思考と言いつつも大抵は感情がナビをする思考という名の不毛な思い込みに近い。
理性や客観性を欠く思考は殆ど感情に左右されている。
よく深夜に手紙は書かない方がいいと言うが、それは感情が高ぶって理性を失っているからだ。
それを朝読み返したら赤面したり恥ずかしくなるような内容で、いかに感情に支配された思考が直情的で妄想チックなものになっているかの証左だろう。

思考の迷路に陥る時は大抵ネガティブな内容だ。
そしてエスカレートしていくと妄想が妄想を呼び最後にはとんでもない結論になっていたりして、誰かに指摘されるまでその三段跳び的な思考回路に気が付かない場合も多い。

各人各様の思考回路を持っており、何かの条件があると脊髄反射的に理性がなくなり感情的な思考の渦に巻き込まれるようだ。
それは例えばカルマやトラウマの場合もあるだろう。
私は自分があるトリガーで、ぐるぐるの思考の渦に巻き込まれ自分でもどうしようもなくなる時がある。
ネガティブな方へのスパイラルが止まらず、どこかで理性がそれは違うだろうと言っていてももう妄想的にその考えは膨らみ加速して私の頭を飲み込んでいく。
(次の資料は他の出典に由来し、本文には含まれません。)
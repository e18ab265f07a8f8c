//! Request body forwarding.
//!
//! Rules with a body matcher need the request body before a decision can be
//! made, but only up to a configured size. [`DedupBody`] is what the wrapped
//! service receives in every case:
//!
//! - **Buffered**: the body was read to its end within the limit and is
//!   replayed from memory.
//! - **Partial**: reading stopped early, either because the limit was
//!   exceeded or because the body failed. The buffered prefix is replayed
//!   first, then the unread remainder is streamed (or the error is yielded at
//!   the same position).
//! - **Passthrough**: no rule needed the body, so it was never touched.

use std::fmt;
use std::pin::Pin;
use std::task::{Context, Poll};

use bytes::{Buf, Bytes, BytesMut};
use http_body::{Body as HttpBody, Frame, SizeHint};
use http_body_util::BodyExt;
use pin_project::pin_project;

/// Request body handed to the wrapped service.
#[pin_project]
pub struct DedupBody<B>
where
    B: HttpBody,
{
    #[pin]
    kind: Kind<B>,
}

#[pin_project(project = KindProj)]
enum Kind<B>
where
    B: HttpBody,
{
    Buffered(Option<Bytes>),
    Partial {
        prefix: Option<Bytes>,
        #[pin]
        remaining: Remaining<B>,
    },
    Passthrough(#[pin] B),
}

#[pin_project(project = RemainingProj)]
enum Remaining<B>
where
    B: HttpBody,
{
    Body(#[pin] B),
    // Yielded once, then the stream ends.
    Error(Option<B::Error>),
}

impl<B> DedupBody<B>
where
    B: HttpBody,
{
    /// Body fully held in memory.
    pub(crate) fn buffered(bytes: Bytes) -> Self {
        let bytes = (!bytes.is_empty()).then_some(bytes);
        Self {
            kind: Kind::Buffered(bytes),
        }
    }

    /// Buffered prefix followed by the rest of `body`.
    pub(crate) fn partial(prefix: Bytes, body: B) -> Self {
        Self::with_remaining(prefix, Remaining::Body(body))
    }

    /// Buffered prefix followed by `error`.
    pub(crate) fn failed(prefix: Bytes, error: B::Error) -> Self {
        Self::with_remaining(prefix, Remaining::Error(Some(error)))
    }

    /// Body forwarded untouched.
    pub(crate) fn passthrough(body: B) -> Self {
        Self {
            kind: Kind::Passthrough(body),
        }
    }

    fn with_remaining(prefix: Bytes, remaining: Remaining<B>) -> Self {
        Self {
            kind: Kind::Partial {
                prefix: (!prefix.is_empty()).then_some(prefix),
                remaining,
            },
        }
    }
}

impl<B> HttpBody for DedupBody<B>
where
    B: HttpBody,
{
    type Data = Bytes;
    type Error = B::Error;

    fn poll_frame(
        self: Pin<&mut Self>,
        cx: &mut Context<'_>,
    ) -> Poll<Option<Result<Frame<Self::Data>, Self::Error>>> {
        match self.project().kind.project() {
            KindProj::Buffered(bytes) => {
                Poll::Ready(bytes.take().map(|bytes| Ok(Frame::data(bytes))))
            }
            KindProj::Partial { prefix, remaining } => {
                if let Some(prefix) = prefix.take() {
                    return Poll::Ready(Some(Ok(Frame::data(prefix))));
                }
                match remaining.project() {
                    RemainingProj::Body(body) => poll_bytes(body, cx),
                    RemainingProj::Error(error) => Poll::Ready(error.take().map(Err)),
                }
            }
            KindProj::Passthrough(body) => poll_bytes(body, cx),
        }
    }

    fn size_hint(&self) -> SizeHint {
        match &self.kind {
            Kind::Buffered(bytes) => {
                SizeHint::with_exact(bytes.as_ref().map_or(0, |bytes| bytes.len() as u64))
            }
            Kind::Partial { prefix, remaining } => {
                let prefix_len = prefix.as_ref().map_or(0, |prefix| prefix.len() as u64);
                match remaining {
                    Remaining::Body(body) => {
                        let hint = body.size_hint();
                        let lower = hint.lower().saturating_add(prefix_len);
                        let mut result = SizeHint::new();
                        result.set_lower(lower);
                        // The inner hint may still count the bytes already read.
                        if let Some(upper) = hint.upper() {
                            result.set_upper(upper.saturating_add(prefix_len).max(lower));
                        }
                        result
                    }
                    Remaining::Error(_) => SizeHint::with_exact(prefix_len),
                }
            }
            Kind::Passthrough(body) => body.size_hint(),
        }
    }

    fn is_end_stream(&self) -> bool {
        match &self.kind {
            Kind::Buffered(bytes) => bytes.is_none(),
            Kind::Partial { prefix, remaining } => {
                prefix.is_none()
                    && match remaining {
                        Remaining::Body(body) => body.is_end_stream(),
                        Remaining::Error(error) => error.is_none(),
                    }
            }
            Kind::Passthrough(body) => body.is_end_stream(),
        }
    }
}

fn poll_bytes<B: HttpBody>(
    body: Pin<&mut B>,
    cx: &mut Context<'_>,
) -> Poll<Option<Result<Frame<Bytes>, B::Error>>> {
    body.poll_frame(cx).map(|frame| {
        frame.map(|result| {
            result.map(|frame| frame.map_data(|mut data| data.copy_to_bytes(data.remaining())))
        })
    })
}

impl<B> fmt::Debug for DedupBody<B>
where
    B: HttpBody,
{
    fn fmt(&self, f: &mut fmt::Formatter<'_>) -> fmt::Result {
        match &self.kind {
            Kind::Buffered(bytes) => f
                .debug_tuple("Buffered")
                .field(&bytes.as_ref().map_or(0, Bytes::len))
                .finish(),
            Kind::Partial { prefix, .. } => f
                .debug_struct("Partial")
                .field("prefix_len", &prefix.as_ref().map_or(0, Bytes::len))
                .finish_non_exhaustive(),
            Kind::Passthrough(_) => f.write_str("Passthrough(..)"),
        }
    }
}

/// Outcome of reading a request body up to a size limit.
pub(crate) enum Collected<B>
where
    B: HttpBody,
{
    /// The body ended within the limit.
    Complete(Bytes),
    /// The body is larger than the limit. Reading stopped at the first frame
    /// past it.
    Exceeded(DedupBody<B>),
    /// The body failed before it ended.
    Failed(DedupBody<B>),
}

/// Reads `body` until it ends or more than `limit` bytes have been buffered.
pub(crate) async fn collect_limited<B>(mut body: B, limit: usize) -> Collected<B>
where
    B: HttpBody + Unpin,
{
    if body.size_hint().lower() > limit as u64 {
        return Collected::Exceeded(DedupBody::passthrough(body));
    }

    let mut buffer = BytesMut::new();
    loop {
        match body.frame().await {
            Some(Ok(frame)) => {
                if let Ok(mut data) = frame.into_data() {
                    buffer.extend_from_slice(&data.copy_to_bytes(data.remaining()));
                }
                if buffer.len() > limit {
                    return Collected::Exceeded(DedupBody::partial(buffer.freeze(), body));
                }
            }
            Some(Err(error)) => {
                return Collected::Failed(DedupBody::failed(buffer.freeze(), error));
            }
            None => return Collected::Complete(buffer.freeze()),
        }
    }
}
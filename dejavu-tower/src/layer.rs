use std::sync::Arc;

use dejavu::{Backend, Config, DEFAULT_MAX_ENTRIES, Deduplicator, MokaBackend};
use http::{HeaderName, HeaderValue};
use tower::Layer;

use crate::{DEFAULT_MARKER_HEADER, DEFAULT_MAX_BODY_BYTES};
use crate::policy::StoreFailurePolicy;
use crate::service::DedupService;

/// Tower [`Layer`] adding request deduplication to a service.
///
/// Every service produced by the layer shares the same rules and the same
/// fingerprint store.
pub struct Dedup<B = MokaBackend> {
    deduplicator: Deduplicator<B>,
    marker: Option<Marker>,
    policy: StoreFailurePolicy,
    max_body_bytes: usize,
}

/// Header inserted into responses to duplicate requests.
#[derive(Debug, Clone)]
pub(crate) struct Marker {
    pub(crate) name: HeaderName,
    pub(crate) value: HeaderValue,
}

impl<B> Clone for Dedup<B> {
    fn clone(&self) -> Self {
        Self {
            deduplicator: self.deduplicator.clone(),
            marker: self.marker.clone(),
            policy: self.policy,
            max_body_bytes: self.max_body_bytes,
        }
    }
}

impl Dedup<MokaBackend> {
    /// Creates a builder with an empty rule set and an in-memory Moka store.
    pub fn builder() -> DedupBuilder<MokaBackend> {
        DedupBuilder::default()
    }
}

impl<B> Dedup<B> {
    /// Creates a layer around an existing deduplicator with the default
    /// marker header, [`StoreFailurePolicy::Fail`] and
    /// [`DEFAULT_MAX_BODY_BYTES`].
    pub fn new(deduplicator: Deduplicator<B>) -> Self {
        let marker = deduplicator
            .config()
            .marker_enabled()
            .then(|| Marker::new(DEFAULT_MARKER_HEADER));
        Self {
            deduplicator,
            marker,
            policy: StoreFailurePolicy::default(),
            max_body_bytes: DEFAULT_MAX_BODY_BYTES,
        }
    }

    /// The deduplicator shared by all services of this layer.
    pub fn deduplicator(&self) -> &Deduplicator<B> {
        &self.deduplicator
    }
}

impl<S, B> Layer<S> for Dedup<B> {
    type Service = DedupService<S, B>;

    fn layer(&self, inner: S) -> Self::Service {
        DedupService::new(
            inner,
            self.deduplicator.clone(),
            self.marker.clone(),
            self.policy,
            self.max_body_bytes,
        )
    }
}

impl Marker {
    fn new(name: HeaderName) -> Self {
        Self {
            name,
            value: HeaderValue::from_static("1"),
        }
    }
}

/// Builder for [`Dedup`].
pub struct DedupBuilder<B> {
    backend: B,
    config: Config,
    marker_header: HeaderName,
    policy: StoreFailurePolicy,
    max_body_bytes: usize,
}

impl Default for DedupBuilder<MokaBackend> {
    fn default() -> Self {
        Self {
            backend: MokaBackend::builder()
                .max_entries(DEFAULT_MAX_ENTRIES)
                .build(),
            config: Config::default(),
            marker_header: DEFAULT_MARKER_HEADER,
            policy: StoreFailurePolicy::default(),
            max_body_bytes: DEFAULT_MAX_BODY_BYTES,
        }
    }
}

impl<B> DedupBuilder<B>
where
    B: Backend,
{
    /// Replaces the fingerprint store.
    pub fn backend<NB: Backend>(self, backend: NB) -> DedupBuilder<NB> {
        DedupBuilder {
            backend,
            config: self.config,
            marker_header: self.marker_header,
            policy: self.policy,
            max_body_bytes: self.max_body_bytes,
        }
    }

    /// Sets rules, TTL and the marker toggle.
    pub fn config(self, config: Config) -> Self {
        DedupBuilder { config, ..self }
    }

    /// Sets the name of the marker header. Defaults to [`DEFAULT_MARKER_HEADER`].
    ///
    /// The header is only emitted when [`Config::marker_enabled`] is `true`.
    pub fn marker_header(self, name: HeaderName) -> Self {
        DedupBuilder {
            marker_header: name,
            ..self
        }
    }

    /// Sets what happens when the fingerprint store fails.
    pub fn store_failure_policy(self, policy: StoreFailurePolicy) -> Self {
        DedupBuilder { policy, ..self }
    }

    /// Sets how many body bytes are read to match body rules. Defaults to
    /// [`DEFAULT_MAX_BODY_BYTES`].
    ///
    /// A larger body is forwarded unchanged and the request is not
    /// deduplicated.
    pub fn max_body_bytes(self, limit: usize) -> Self {
        DedupBuilder {
            max_body_bytes: limit,
            ..self
        }
    }

    /// Builds the layer.
    pub fn build(self) -> Dedup<B> {
        let marker = self
            .config
            .marker_enabled()
            .then(|| Marker::new(self.marker_header));
        Dedup {
            deduplicator: Deduplicator::from_shared(Arc::new(self.config), Arc::new(self.backend)),
            marker,
            policy: self.policy,
            max_body_bytes: self.max_body_bytes,
        }
    }
}
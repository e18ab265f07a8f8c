use std::sync::Arc;

use dejavu::DEFAULT_MAX_ENTRIES;
use dejavu_backend::Backend as BackendTrait;
use dejavu_moka::MokaBackend;
use serde::{Deserialize, Serialize};

/// In-memory Moka store settings.
#[derive(Debug, Clone, Deserialize, Serialize, PartialEq, Eq)]
pub struct Moka {
    /// Maximum number of fingerprints kept at once.
    pub max_capacity: u64,
    /// Optional label for this backend (used in metrics/tracing).
    #[serde(default, skip_serializing_if = "Option::is_none")]
    pub label: Option<String>,
}

/// Fingerprint store selection.
///
/// ```yaml
/// backend:
///   type: Moka
///   max_capacity: 10000
/// ```
#[derive(Debug, Clone, Deserialize, Serialize, PartialEq, Eq)]
#[serde(tag = "type")]
pub enum Backend {
    /// In-process store, the default.
    Moka(Moka),
}

impl Default for Backend {
    fn default() -> Self {
        Backend::Moka(Moka {
            max_capacity: DEFAULT_MAX_ENTRIES,
            label: None,
        })
    }
}

impl Backend {
    /// Builds the configured store.
    pub fn into_backend(self) -> Arc<dyn BackendTrait + Send + 'static> {
        match self {
            Backend::Moka(config) => {
                let mut builder = MokaBackend::builder().max_entries(config.max_capacity);
                if let Some(label) = config.label {
                    builder = builder.label(label);
                }
                Arc::new(builder.build())
            }
        }
    }
}
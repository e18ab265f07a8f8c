#![warn(missing_docs)]
//! # dejavu-core
//!
//! Rule matching and fingerprinting for the dejavu request deduplication layer.
//!
//! This crate is **protocol-light** and **storage-agnostic**. It knows how to:
//!
//! - **Describe** an inbound request ([`RequestDescriptor`])
//! - **Match** a request against a [`Rule`] built from method, route and body
//!   matchers ([`MethodMatcher`], [`RouteMatcher`], [`BodyMatcher`])
//! - **Select** the first matching rule of an ordered [`RuleSet`]
//! - **Derive** a deterministic [`Fingerprint`] for a matched request
//!
//! Storage of fingerprints lives in `dejavu-backend`, the orchestration that ties
//! both together lives in the `dejavu` crate.
//!
//! ## Example
//!
//! ```
//! use dejavu_core::{MethodMatcher, RequestDescriptor, RouteMatcher, Rule, RuleSet};
//!
//! let rules = RuleSet::new(vec![
//!     Rule::new()
//!         .method("get".parse::<MethodMatcher>().unwrap())
//!         .route(RouteMatcher::exact("/home")),
//! ]);
//!
//! let request = RequestDescriptor::new(http::Method::GET, "/home", None);
//! let evaluation = rules.evaluate(&request);
//! let matched = evaluation.matched().unwrap();
//! assert_eq!(matched.index(), 0);
//! assert_eq!(
//!     matched.fingerprint(&request).to_string(),
//!     "r0:method=GET&route=/home"
//! );
//! ```

pub mod error;
pub mod fingerprint;
pub mod matcher;
pub mod request;
pub mod rule;

pub use error::{BoxError, Dimension, MatchError, RuleError};
pub use fingerprint::{Fingerprint, FingerprintPart, canonical_json};
pub use matcher::{BodyMatcher, BodyShape, FieldCheck, MethodMatcher, RouteMatcher};
pub use request::RequestDescriptor;
pub use rule::{Evaluation, Matched, Rule, RuleFailure, RuleSet};
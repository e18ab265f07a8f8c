use std::task::{Context, Poll};

use bytes::Bytes;
use dejavu::{Backend, Deduplicator, RequestDescriptor};
use http::{Request, Response};
use http_body::Body as HttpBody;
use serde_json::Value;
use tower::{BoxError, Service};
use tracing::{debug, warn};

use crate::body::{Collected, DedupBody, collect_limited};
use crate::future::ResponseFuture;
use crate::layer::Marker;
use crate::policy::StoreFailurePolicy;

/// Tower [`Service`] that deduplicates requests before forwarding them.
///
/// The wrapped service receives the request body as a [`DedupBody`]. The body
/// is only read when a rule with a body matcher could match the request, and
/// never further than the configured limit.
pub struct DedupService<S, B> {
    inner: S,
    deduplicator: Deduplicator<B>,
    marker: Option<Marker>,
    policy: StoreFailurePolicy,
    max_body_bytes: usize,
}

impl<S, B> DedupService<S, B> {
    pub(crate) fn new(
        inner: S,
        deduplicator: Deduplicator<B>,
        marker: Option<Marker>,
        policy: StoreFailurePolicy,
        max_body_bytes: usize,
    ) -> Self {
        Self {
            inner,
            deduplicator,
            marker,
            policy,
            max_body_bytes,
        }
    }
}

impl<S, B> Clone for DedupService<S, B>
where
    S: Clone,
{
    fn clone(&self) -> Self {
        Self {
            inner: self.inner.clone(),
            deduplicator: self.deduplicator.clone(),
            marker: self.marker.clone(),
            policy: self.policy,
            max_body_bytes: self.max_body_bytes,
        }
    }
}

impl<S, B, ReqBody, ResBody> Service<Request<ReqBody>> for DedupService<S, B>
where
    S: Service<Request<DedupBody<ReqBody>>, Response = Response<ResBody>>
        + Clone
        + Send
        + 'static,
    S::Future: Send,
    S::Error: Into<BoxError>,
    B: Backend + 'static,
    ReqBody: HttpBody + Unpin + Send + 'static,
    ReqBody::Data: Send,
    ReqBody::Error: Send,
    ResBody: Send + 'static,
{
    type Response = Response<ResBody>;
    type Error = BoxError;
    type Future = ResponseFuture<ResBody>;

    fn poll_ready(&mut self, cx: &mut Context<'_>) -> Poll<Result<(), Self::Error>> {
        self.inner.poll_ready(cx).map_err(Into::into)
    }

    fn call(&mut self, req: Request<ReqBody>) -> Self::Future {
        // Keep the service that was driven to readiness for this request.
        let clone = self.inner.clone();
        let mut inner = std::mem::replace(&mut self.inner, clone);
        let deduplicator = self.deduplicator.clone();
        let policy = self.policy;
        let max_body_bytes = self.max_body_bytes;

        let forwarded = async move {
            let (parts, body) = req.into_parts();
            let descriptor = RequestDescriptor::from_parts(&parts, None);

            let (body, descriptor) = if deduplicator
                .config()
                .rules()
                .may_inspect_body(descriptor.method(), descriptor.raw_path())
            {
                match collect_limited(body, max_body_bytes).await {
                    Collected::Complete(bytes) => {
                        let parsed = parse_body(&bytes);
                        (DedupBody::buffered(bytes), Some(descriptor.with_body(parsed)))
                    }
                    Collected::Exceeded(body) => {
                        debug!(
                            method = %descriptor.method(),
                            path = descriptor.raw_path(),
                            limit = max_body_bytes,
                            "request body over the size limit, deduplication skipped"
                        );
                        (body, None)
                    }
                    Collected::Failed(body) => {
                        debug!(
                            method = %descriptor.method(),
                            path = descriptor.raw_path(),
                            "request body failed, deduplication skipped"
                        );
                        (body, None)
                    }
                }
            } else {
                (DedupBody::passthrough(body), Some(descriptor))
            };

            let duplicate = match descriptor {
                Some(descriptor) => match deduplicator.process(&descriptor).await {
                    Ok(decision) => decision.duplicate,
                    Err(err) => match policy {
                        StoreFailurePolicy::Fail => return Err(BoxError::from(err)),
                        StoreFailurePolicy::Proceed => {
                            warn!(
                                method = %descriptor.method(),
                                path = descriptor.raw_path(),
                                error = %err,
                                "deduplication skipped, forwarding request"
                            );
                            false
                        }
                    },
                },
                None => false,
            };

            let request = Request::from_parts(parts, body);
            let response = inner.call(request).await.map_err(Into::<BoxError>::into)?;
            Ok::<_, BoxError>((response, duplicate))
        };

        ResponseFuture::new(Box::pin(forwarded), self.marker.clone())
    }
}

/// Parses a buffered request body into the value rules match on.
fn parse_body(bytes: &Bytes) -> Option<Value> {
    if bytes.is_empty() {
        return None;
    }
    if let Ok(value) = serde_json::from_slice(bytes) {
        return Some(value);
    }
    match std::str::from_utf8(bytes) {
        Ok(text) => Some(Value::String(text.to_owned())),
        Err(_) => {
            debug!(len = bytes.len(), "binary request body ignored for matching");
            None
        }
    }
}
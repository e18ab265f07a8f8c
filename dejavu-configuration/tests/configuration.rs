use std::time::Duration;

use dejavu::{Decision, MAX_TTL, RequestDescriptor, RuleError};
use dejavu_configuration::{
    Backend, BodyOperation, ConfigError, DedupConfig, MethodOperation, Moka, RouteOperation,
    RuleConfig,
};
use http::Method;
use pretty_assertions::assert_eq;
use serde_json::json;

#[test]
fn test_yaml_deserialize() {
    let yaml = r#"
marker: true
ttl: 500ms
backend:
  type: Moka
  max_capacity: 10000
  label: dedup
rules:
  - method: get
    route: /home
  - method: "*"
    route:
      pattern: "users|guest"
"#;

    let config = DedupConfig::from_yaml(yaml).expect("failed to deserialize");

    assert_eq!(
        config,
        DedupConfig {
            marker: true,
            ttl: Duration::from_millis(500),
            backend: Backend::Moka(Moka {
                max_capacity: 10000,
                label: Some("dedup".to_owned()),
            }),
            rules: vec![
                RuleConfig {
                    method: Some(MethodOperation::Single("get".to_owned())),
                    route: Some(RouteOperation::Exact("/home".to_owned())),
                    body: None,
                },
                RuleConfig {
                    method: Some(MethodOperation::Single("*".to_owned())),
                    route: Some(RouteOperation::Pattern {
                        pattern: "users|guest".to_owned()
                    }),
                    body: None,
                },
            ],
        }
    );
}

#[test]
fn test_defaults() {
    let config = DedupConfig::from_yaml("rules: []\n").expect("failed to deserialize");
    assert_eq!(config, DedupConfig::default());
    assert_eq!(config.ttl, Duration::from_secs(60));
    assert!(!config.marker);
}

#[test]
fn test_json_deserialize() {
    let json = r#"{
        "ttl": "2m",
        "rules": [{ "method": "post", "route": true, "body": { "id": true } }]
    }"#;

    let config = DedupConfig::from_json(json).expect("failed to deserialize");

    assert_eq!(config.ttl, Duration::from_secs(120));
    assert!(matches!(
        config.rules[0].body,
        Some(BodyOperation::Shape(ref fields)) if fields.get("id") == Some(&json!(true))
    ));
}

#[test]
fn test_unknown_field_rejected() {
    let error = DedupConfig::from_yaml("rulez: []\n").unwrap_err();
    assert!(matches!(error, ConfigError::Yaml(_)));
}

#[test]
fn test_invalid_rule_reports_index() {
    let yaml = r#"
rules:
  - route: /ok
  - method: get
  - method: [get, post]
"#;

    let error = DedupConfig::from_yaml(yaml)
        .expect("failed to deserialize")
        .into_config()
        .unwrap_err();

    match error {
        ConfigError::InvalidRule { index, source } => {
            assert_eq!(index, 2);
            assert!(matches!(source, RuleError::UnsupportedMatcher { .. }));
        }
        other => panic!("expected invalid rule, got {other:?}"),
    }
}

#[test]
fn test_invalid_pattern_reports_index() {
    let yaml = r#"
rules:
  - route:
      pattern: "(unclosed"
"#;

    let error = DedupConfig::from_yaml(yaml)
        .expect("failed to deserialize")
        .into_config()
        .unwrap_err();

    assert!(error.to_string().starts_with("invalid rule #0: invalid route pattern"));
}

#[test]
fn test_zero_ttl_rejected() {
    let error = DedupConfig::from_yaml("ttl: 0s\n")
        .expect("failed to deserialize")
        .into_config()
        .unwrap_err();
    assert!(matches!(error, ConfigError::ZeroTtl));
}

#[test]
fn test_ttl_above_maximum_rejected() {
    let error = DedupConfig::from_yaml("ttl: 400000years
")
        .expect("failed to deserialize")
        .into_config()
        .unwrap_err();
    assert!(matches!(error, ConfigError::TtlTooLong { max, .. } if max == MAX_TTL));

    let config = DedupConfig::from_yaml("ttl: 100years
")
        .expect("failed to deserialize")
        .into_config()
        .expect("long ttl below the maximum is accepted");
    assert!(config.ttl() <= MAX_TTL);
}

#[tokio::test]
async fn test_into_deduplicator() {
    let yaml = r#"
rules:
  - method: get
    route: /home
  - method: "*"
    route: /update/user
    body:
      id: true
      name: "Mimì"
"#;

    let dedup = DedupConfig::from_yaml(yaml)
        .expect("failed to deserialize")
        .into_deduplicator()
        .expect("failed to build deduplicator");

    let home = RequestDescriptor::new(Method::GET, "/home", None);
    assert!(!dedup.process(&home).await.unwrap().duplicate);
    assert!(dedup.process(&home).await.unwrap().duplicate);

    let mimi = RequestDescriptor::new(
        Method::POST,
        "/update/user",
        Some(json!({"id": 8, "name": "Mimì"})),
    );
    assert!(!dedup.process(&mimi).await.unwrap().duplicate);
    assert!(dedup.process(&mimi).await.unwrap().duplicate);

    let id_only = RequestDescriptor::new(Method::POST, "/update/user", Some(json!({"id": 8})));
    assert_eq!(dedup.process(&id_only).await.unwrap(), Decision::UNMATCHED);

    let other = RequestDescriptor::new(Method::GET, "/other-path", None);
    assert_eq!(dedup.process(&other).await.unwrap(), Decision::UNMATCHED);
}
これは多分私の魂が持ち越してきた物で、不安恐怖症の一種だが、人様にカウンセリングする時は多角的複眼的に見れるのに自分のことになるともう滑稽なほど頭は妄想状態で不安におののくという体たらくだ。
この条件だからこんな場合が想定できるしいくつかの仮説と可能性があるのだからいきなりその結論に行くのは無理があると人には言えても、自分ではその間がなくて極論しか来ないわけだ。
そして、思考は極論の周りを何度も旋回し続ける。

誰でも一晩二晩は同じ事を繰り返し悩むだろうが、大抵は時が解決してくれたりする。
埒が明かなければ友達に相談したり、友達もいなければ占い師に聞きに行ったりする。
どんな人でも大抵はそれで思考の迷宮から脱することは出来る。
中には考えることが好きではない人間もいるので彼等はその陥穽には落ちないだろうが、考えることの好きな人間や何でも追究したい人間は必ずこの罠にはまるようだ。

人間は考える葦であるから、考えること自体がアイデンティティーだと言える。
ただ、長年生きてきて考えを深めることが人間の人間たる所以だとはわかっても、それが果たして幸せをもたらすかどうかは疑問になる。
単純に喜怒哀楽と欲に従って生きている人の方が楽な人生ではないだろうか。
「考えてどうにもならないことは考えない」と言った知り合いがいたが、人生の勝ち組なのかもしれない。
精神世界の迷宮で思考にぐるぐる巻きにされるよりは、はるかにシンプルで生きやすいことだけは確かだろう。